In Jones-Howe’s story, the kidnapper takes advantage of the protagonist’s politeness to put her in a vulnerable position (“I didn’t like him touching me, but I ignored the unease because I didn’t want to be rude.”) and she must figure out a way to escape. This is a dark, upsetting, necessary story paralleling the 2016 presidential election with kidnapping and rape.

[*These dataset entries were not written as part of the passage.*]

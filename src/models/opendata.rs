//! Wire models of the three open-data APIs, and the geocoded address record.

use serde::{Deserialize, Serialize};
use serde_json::{Map, Value};

/// `/records` (Enedis catalog) and `/lines` (ADEME data-fair) share a `results` envelope.
#[derive(Debug, Clone, Default, Serialize, Deserialize)]
pub struct RecordsPage {
    #[serde(default)]
    pub total: Option<u64>,
    #[serde(default)]
    pub total_count: Option<u64>,
    #[serde(default)]
    pub results: Option<Vec<Map<String, Value>>>,
}

/// GeoJSON feature collection returned by the address search endpoint.
#[derive(Debug, Clone, Default, Serialize, Deserialize)]
pub struct GeocodeResponse {
    #[serde(default)]
    pub features: Vec<GeocodeFeature>,
}

#[derive(Debug, Clone, Serialize, Deserialize)]
pub struct GeocodeFeature {
    #[serde(default)]
    pub geometry: Option<Geometry>,
    #[serde(default)]
    pub properties: Map<String, Value>,
}

#[derive(Debug, Clone, Serialize, Deserialize)]
pub struct Geometry {
    /// `[lon, lat]`
    #[serde(default)]
    pub coordinates: Vec<f64>,
}

/// One address the geocoder resolved.
#[derive(Debug, Clone, PartialEq)]
pub struct GeocodedAddress {
    /// BAN identifier (`properties.id`).
    pub id_ban: String,
    /// Upper-cased `properties.label`.
    pub label: String,
    pub lon: Option<f64>,
    pub lat: Option<f64>,
    /// The exact string that was sent to the geocoder.
    pub full_address: String,
    /// Every other attribute of the feature, as returned.
    pub properties: Map<String, Value>,
}

impl GeocodedAddress {
    /// Keep the service-ranked first candidate; `None` when there is none or it
    /// carries no identifier.
    pub fn from_response(query: &str, response: GeocodeResponse) -> Option<Self> {
        let first = response.features.into_iter().next()?;
        let mut properties = first.properties;
        let id_ban = match properties.get("id") {
            Some(Value::String(s)) if !s.is_empty() => s.clone(),
            Some(Value::Number(n)) => n.to_string(),
            _ => return None,
        };
        let label = properties
            .get("label")
            .and_then(Value::as_str)
            .unwrap_or_default()
            .to_uppercase();
        properties.insert("label".into(), Value::String(label.clone()));
        let coords = first.geometry.map(|g| g.coordinates).unwrap_or_default();
        Some(GeocodedAddress {
            id_ban,
            label,
            lon: coords.first().copied(),
            lat: coords.get(1).copied(),
            full_address: query.to_string(),
            properties,
        })
    }

    /// Flatten into a record: feature properties plus `lon`, `lat` and `full_adress`.
    pub fn to_record(&self) -> Map<String, Value> {
        let mut rec = self.properties.clone();
        rec.insert("lon".into(), self.lon.map(Value::from).unwrap_or(Value::Null));
        rec.insert("lat".into(), self.lat.map(Value::from).unwrap_or(Value::Null));
        rec.insert("full_adress".into(), Value::String(self.full_address.clone()));
        rec
    }
}
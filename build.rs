use std::process::Command;

fn main() {
    // migrations and the default column configuration are embedded at compile time
    println!("cargo:rerun-if-changed=migrations/");
    println!("cargo:rerun-if-changed=resources/schemas/");

    // embed git hash in executable, referenced with env!()
    let git_hash = Command::new("git")
        .args(["describe", "--always", "--dirty"])
        .output()
        .ok()
        .and_then(|o| String::from_utf8(o.stdout).ok())
        .map(|s| s.trim().to_string())
        .filter(|s| !s.is_empty())
        .unwrap_or_else(|| "unknown".to_string());
    println!("cargo:rerun-if-changed=.git/HEAD");
    println!("cargo:rerun-if-changed=src/");
    println!("cargo:rustc-env=BUILD_TIME_GIT_HASH={git_hash}");
}
use crate::error::{PipelineError, Result};
use crate::frame;
use crate::utils::quote_ident;
use diesel::PgConnection;
use diesel::prelude::*;
use diesel::sql_types::{Jsonb, Text};
use log::{debug, info, warn};
use polars::prelude::{BooleanChunked, DataFrame};
use serde_json::Value as JsonValue;
use std::collections::{HashMap, HashSet};

const INSERT_CHUNK_ROWS: usize = 1000;

/// Destination of the entity tables.
pub trait EntitySink {
    /// Primary-key tuples already stored in `table`, in their string form.
    fn existing_keys(&mut self, table: &str, primary_key: &[String]) -> Result<HashSet<Vec<String>>>;
    /// Insert every row; returns the number of rows written.
    fn append(&mut self, table: &str, rows: &DataFrame) -> Result<usize>;
    /// Tables `table` references through foreign keys.
    fn foreign_key_parents(&mut self, table: &str) -> Result<Vec<String>>;
}

/// Primary-key tuple of every row in string form; `None` when a part is null.
fn row_keys(data: &DataFrame, primary_key: &[String], name: &str) -> Result<Vec<Option<Vec<String>>>> {
    let parts = primary_key
        .iter()
        .map(|c| frame::text_values(data, c, name))
        .collect::<Result<Vec<_>>>()?;
    Ok((0..data.height())
        .map(|row| parts.iter().map(|p| p[row].clone()).collect())
        .collect())
}

fn json_key(v: &JsonValue) -> String {
    match v {
        JsonValue::Null => String::new(),
        JsonValue::String(s) => s.clone(),
        other => other.to_string(),
    }
}

/// Append-only, primary-key-deduplicated writes of entity tables.
#[derive(Debug, Clone)]
pub struct Loader {
    primary_keys: HashMap<String, Vec<String>>,
}

impl Default for Loader {
    fn default() -> Self {
        Loader::new(HashMap::from([
            ("adresses".to_string(), vec!["id_ban".to_string()]),
            ("logements".to_string(), vec!["_id_ademe".to_string()]),
        ]))
    }
}

impl Loader {
    pub fn new(primary_keys: HashMap<String, Vec<String>>) -> Self {
        Loader { primary_keys }
    }

    /// Insert the rows of `data` whose primary key `name` does not hold yet.
    /// Returns the number of rows written; zero is a logged no-op.
    pub fn load_table(&self, sink: &mut dyn EntitySink, data: &DataFrame, name: &str) -> Result<usize> {
        if name.trim().is_empty() {
            return Err(PipelineError::Configuration("destination table name is empty".into()));
        }
        if data.height() == 0 {
            return Err(PipelineError::EmptyResult { stage: "load" });
        }
        let primary_key = self
            .primary_keys
            .get(name)
            .filter(|pk| !pk.is_empty())
            .ok_or_else(|| PipelineError::Configuration(format!("no primary key configured for table `{}`", name)))?;

        let keyed: BooleanChunked = row_keys(data, primary_key, name)?.iter().map(Option::is_some).collect();
        let mut candidates = data.filter(&keyed)?;
        if candidates.height() < data.height() {
            warn!(
                "Load: {} row(s) of `{}` without a primary key dropped",
                data.height() - candidates.height(),
                name
            );
        }
        candidates = frame::dedup(&candidates, Some(primary_key.as_slice()))?;

        let existing = match sink.existing_keys(name, primary_key) {
            Ok(keys) => keys,
            Err(e) => {
                warn!("Load: could not read `{}` ({}), treating it as empty", name, e);
                HashSet::new()
            }
        };
        let fresh: BooleanChunked = row_keys(&candidates, primary_key, name)?
            .into_iter()
            .map(|k| k.is_some_and(|k| !existing.contains(&k)))
            .collect();
        candidates = candidates.filter(&fresh)?;

        if candidates.height() == 0 {
            info!("Load: nothing new for `{}` ({} key(s) already present)", name, existing.len());
            return Ok(0);
        }
        let written = sink.append(name, &candidates)?;
        info!("Load: {} new row(s) appended to `{}`", written, name);
        Ok(written)
    }

    /// Order `names` so that every table comes after the tables it references.
    pub fn load_order(&self, sink: &mut dyn EntitySink, names: &[&str]) -> Vec<String> {
        let mut parents: HashMap<&str, Vec<String>> = HashMap::new();
        for &name in names {
            match sink.foreign_key_parents(name) {
                Ok(p) => {
                    parents.insert(name, p);
                }
                Err(e) => warn!("Load: foreign keys of `{}` unknown ({}), keeping given order", name, e),
            }
        }

        let mut ordered: Vec<String> = Vec::with_capacity(names.len());
        let mut pending: Vec<&str> = names.to_vec();
        while !pending.is_empty() {
            let ready = pending.iter().position(|n| {
                parents.get(n).map_or(true, |ps| {
                    ps.iter()
                        .all(|p| p == n || !pending.contains(&p.as_str()) || ordered.contains(p))
                })
            });
            // a reference cycle falls back to the given order
            let next = pending.remove(ready.unwrap_or(0));
            ordered.push(next.to_string());
        }
        debug!("Load: order {:?}", ordered);
        ordered
    }

    /// Load every table, parents first.
    pub fn load_all(&self, sink: &mut dyn EntitySink, tables: &[(&str, &DataFrame)]) -> Result<Vec<(String, usize)>> {
        let names: Vec<&str> = tables.iter().map(|(n, _)| *n).collect();
        let mut written = Vec::with_capacity(tables.len());
        for name in self.load_order(sink, &names) {
            let Some((_, data)) = tables.iter().find(|(n, _)| *n == name) else {
                continue;
            };
            let count = self.load_table(sink, data, &name)?;
            written.push((name, count));
        }
        Ok(written)
    }
}

#[derive(QueryableByName)]
struct KeyRow {
    #[diesel(sql_type = Text)]
    key: String,
}

#[derive(QueryableByName)]
struct NameRow {
    #[diesel(sql_type = Text)]
    name: String,
}

/// Postgres destination. Rows go through `jsonb_populate_recordset`, so the
/// destination column types drive the casts.
pub struct PgSink<'c> {
    conn: &'c mut PgConnection,
}

impl<'c> PgSink<'c> {
    pub fn new(conn: &'c mut PgConnection) -> Self {
        PgSink { conn }
    }

    fn destination_columns(&mut self, table: &str) -> Result<HashSet<String>> {
        let rows: Vec<NameRow> = diesel::sql_query(
            "SELECT column_name::text AS name FROM information_schema.columns \
             WHERE table_schema = current_schema() AND table_name = $1",
        )
        .bind::<Text, _>(table)
        .load(self.conn)
        .map_err(|e| PipelineError::Database(format!("reading columns of {} failed: {}", table, e)))?;
        Ok(rows.into_iter().map(|r| r.name).collect())
    }
}

impl EntitySink for PgSink<'_> {
    fn existing_keys(&mut self, table: &str, primary_key: &[String]) -> Result<HashSet<Vec<String>>> {
        let cols = primary_key.iter().map(|c| quote_ident(c)).collect::<Vec<_>>().join(", ");
        let query = format!(
            "SELECT DISTINCT jsonb_build_array({})::text AS key FROM {}",
            cols,
            quote_ident(table)
        );
        let rows: Vec<KeyRow> = diesel::sql_query(query)
            .load(self.conn)
            .map_err(|e| PipelineError::Database(format!("reading keys of {} failed: {}", table, e)))?;
        rows.into_iter()
            .map(|r| -> Result<Vec<String>> {
                let parts: Vec<JsonValue> = serde_json::from_str(&r.key)?;
                Ok(parts.iter().map(json_key).collect())
            })
            .collect()
    }

    fn append(&mut self, table: &str, rows: &DataFrame) -> Result<usize> {
        let destination = self.destination_columns(table)?;
        let (columns, skipped): (Vec<String>, Vec<String>) = frame::column_names(rows)
            .into_iter()
            .partition(|c| destination.contains(c));
        if !skipped.is_empty() {
            warn!("Load: `{}` has no column(s) {:?}, values skipped", table, skipped);
        }
        let projected = rows.select(columns.iter().map(String::as_str))?;
        let column_list = columns.iter().map(|c| quote_ident(c)).collect::<Vec<_>>().join(", ");
        let statement = format!(
            "INSERT INTO {t} ({cols}) SELECT {cols} FROM jsonb_populate_recordset(NULL::{t}, $1)",
            t = quote_ident(table),
            cols = column_list
        );

        let records = frame::to_records(&projected)?;
        self.conn
            .transaction::<usize, diesel::result::Error, _>(|conn| {
                let mut written = 0;
                for chunk in records.chunks(INSERT_CHUNK_ROWS) {
                    let payload = JsonValue::Array(chunk.iter().cloned().map(JsonValue::Object).collect());
                    written += diesel::sql_query(&statement).bind::<Jsonb, _>(payload).execute(conn)?;
                }
                Ok(written)
            })
            .map_err(|e| PipelineError::Database(format!("insert into {} failed: {}", table, e)))
    }

    fn foreign_key_parents(&mut self, table: &str) -> Result<Vec<String>> {
        let rows: Vec<NameRow> = diesel::sql_query(
            "SELECT DISTINCT ccu.table_name::text AS name \
             FROM information_schema.table_constraints tc \
             JOIN information_schema.constraint_column_usage ccu \
               ON tc.constraint_name = ccu.constraint_name AND tc.table_schema = ccu.table_schema \
             WHERE tc.constraint_type = 'FOREIGN KEY' AND tc.table_schema = current_schema() \
               AND tc.table_name = $1",
        )
        .bind::<Text, _>(table)
        .load(self.conn)
        .map_err(|e| PipelineError::Database(format!("reading foreign keys of {} failed: {}", table, e)))?;
        Ok(rows.into_iter().map(|r| r.name).collect())
    }
}
use crate::client::{ApiError, OpenDataClient};
use crate::error::{PipelineError, Result};
use crate::storage::BlobStore;
use crate::frame;
use log::{debug, info, warn};
use polars::prelude::DataFrame;
use serde_json::{Map, Value};
use std::collections::HashSet;

pub const ADEME_SUFFIX: &str = "_ademe";

/// Energy-performance registry, queried by BAN identifier.
pub trait EnrichmentSource: Send + Sync {
    fn dpe_lines(&self, id_ban: &str) -> std::result::Result<Vec<Map<String, Value>>, ApiError>;
}

impl EnrichmentSource for OpenDataClient {
    fn dpe_lines(&self, id_ban: &str) -> std::result::Result<Vec<Map<String, Value>>, ApiError> {
        self.get_dpe_lines(id_ban)
    }
}

/// One query per distinct identifier; identifiers that fail or match nothing
/// are skipped. The combined rows get the `_ademe` suffix and are staged
/// under `(dir, name)` before being returned.
pub fn fetch(
    source: &dyn EnrichmentSource,
    ids: &[String],
    store: &dyn BlobStore,
    dir: &str,
    name: &str,
) -> Result<DataFrame> {
    let mut seen = HashSet::new();
    let ids: Vec<&String> = ids.iter().filter(|id| seen.insert(id.as_str())).collect();
    info!("Enrichment: querying {} identifier(s)", ids.len());

    let mut records = Vec::new();
    let (mut failed, mut empty) = (0usize, 0usize);
    for id in ids {
        match source.dpe_lines(id) {
            Ok(lines) if lines.is_empty() => {
                debug!("Enrichment: no rows for {}", id);
                empty += 1;
            }
            Ok(lines) => records.extend(lines),
            Err(e) => {
                warn!("Enrichment: query for {} failed: {}", id, e);
                failed += 1;
            }
        }
    }
    if records.is_empty() {
        return Err(PipelineError::EmptyResult { stage: "enrichment" });
    }

    let table = frame::with_suffix(&frame::from_records(&records)?, ADEME_SUFFIX)?;
    info!(
        "Enrichment: {} row(s) retrieved ({} identifier(s) without rows, {} failed)",
        table.height(),
        empty,
        failed
    );
    store.save(dir, name, &table)?;
    Ok(table)
}

#[cfg(test)]
pub(crate) mod tests {
    use super::*;
    use crate::client::ADEME_BAN_FIELD;
    use crate::storage::LocalStore;
    use std::collections::HashMap;
    use std::sync::Mutex;

    /// Serves `tests/data/ademe-lines.json`-shaped pages from memory.
    pub(crate) struct FakeRegistry {
        pub pages: HashMap<String, Vec<Map<String, Value>>>,
        pub queried: Mutex<Vec<String>>,
    }

    impl FakeRegistry {
        pub(crate) fn from_lines(lines: Vec<Map<String, Value>>) -> Self {
            let mut pages: HashMap<String, Vec<Map<String, Value>>> = HashMap::new();
            for line in lines {
                let id = line.get(ADEME_BAN_FIELD).and_then(Value::as_str).unwrap_or_default().to_string();
                pages.entry(id).or_default().push(line);
            }
            FakeRegistry {
                pages,
                queried: Mutex::new(Vec::new()),
            }
        }
    }

    impl EnrichmentSource for FakeRegistry {
        fn dpe_lines(&self, id_ban: &str) -> std::result::Result<Vec<Map<String, Value>>, ApiError> {
            self.queried.lock().unwrap().push(id_ban.to_string());
            if id_ban == "BROKEN" {
                return Err(ApiError::Transport("connection reset".into()));
            }
            Ok(self.pages.get(id_ban).cloned().unwrap_or_default())
        }
    }

    pub(crate) fn fixture_lines() -> Vec<Map<String, Value>> {
        let raw = std::fs::read_to_string("tests/data/ademe-lines.json").unwrap();
        let page: crate::models::opendata::RecordsPage = serde_json::from_str(&raw).unwrap();
        page.results.unwrap()
    }

    #[test]
    fn fans_out_and_stages_rows() {
        let registry = FakeRegistry::from_lines(fixture_lines());
        let dir = tempfile::tempdir().unwrap();
        let dir = dir.path().to_str().unwrap();
        let ids = vec!["BAN1".to_string(), "BAN2".to_string(), "BAN1".to_string(), "BROKEN".to_string()];

        let t = fetch(&registry, &ids, &LocalStore, dir, "ademe_data_tmp_2024_01_01").unwrap();
        assert_eq!(t.height(), 2);
        assert!(frame::has_column(&t, "Identifiant__BAN_ademe"));
        assert_eq!(registry.queried.lock().unwrap().len(), 3);
        assert!(LocalStore.exists(dir, "ademe_data_tmp_2024_01_01").unwrap());
    }

    #[test]
    fn nothing_found_is_an_empty_result() {
        let registry = FakeRegistry::from_lines(vec![]);
        let dir = tempfile::tempdir().unwrap();
        let err = fetch(
            &registry,
            &["BAN2".to_string()],
            &LocalStore,
            dir.path().to_str().unwrap(),
            "x",
        )
        .unwrap_err();
        assert!(matches!(err, PipelineError::EmptyResult { stage: "enrichment" }));
    }
}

In Therese Pieczynski’s lighter and more hopeful story, the girls (deaf, and adolescent, and, well, girls) are presumed to be completely helpless by their captors (“‘He thinks that because we’re deaf that we’re not smart,’ she signs.”), but tap into their knowledge of chemistry to change the odds against them:

Muriel and I are very smart. We’re also brave. You’d be surprised how many kids are afraid of the flame thrower my mom helped Muriel and me build. My mom’s an engineer and a science buff. She says that the thing about science is that you can’t just read about it. You have to do stuff. That’s how you understand it. You can read about a fire tornado, or a bomb, or a rocket, but until you make one yourself it’s hard to understand how one works. That’s why she helps us build stuff.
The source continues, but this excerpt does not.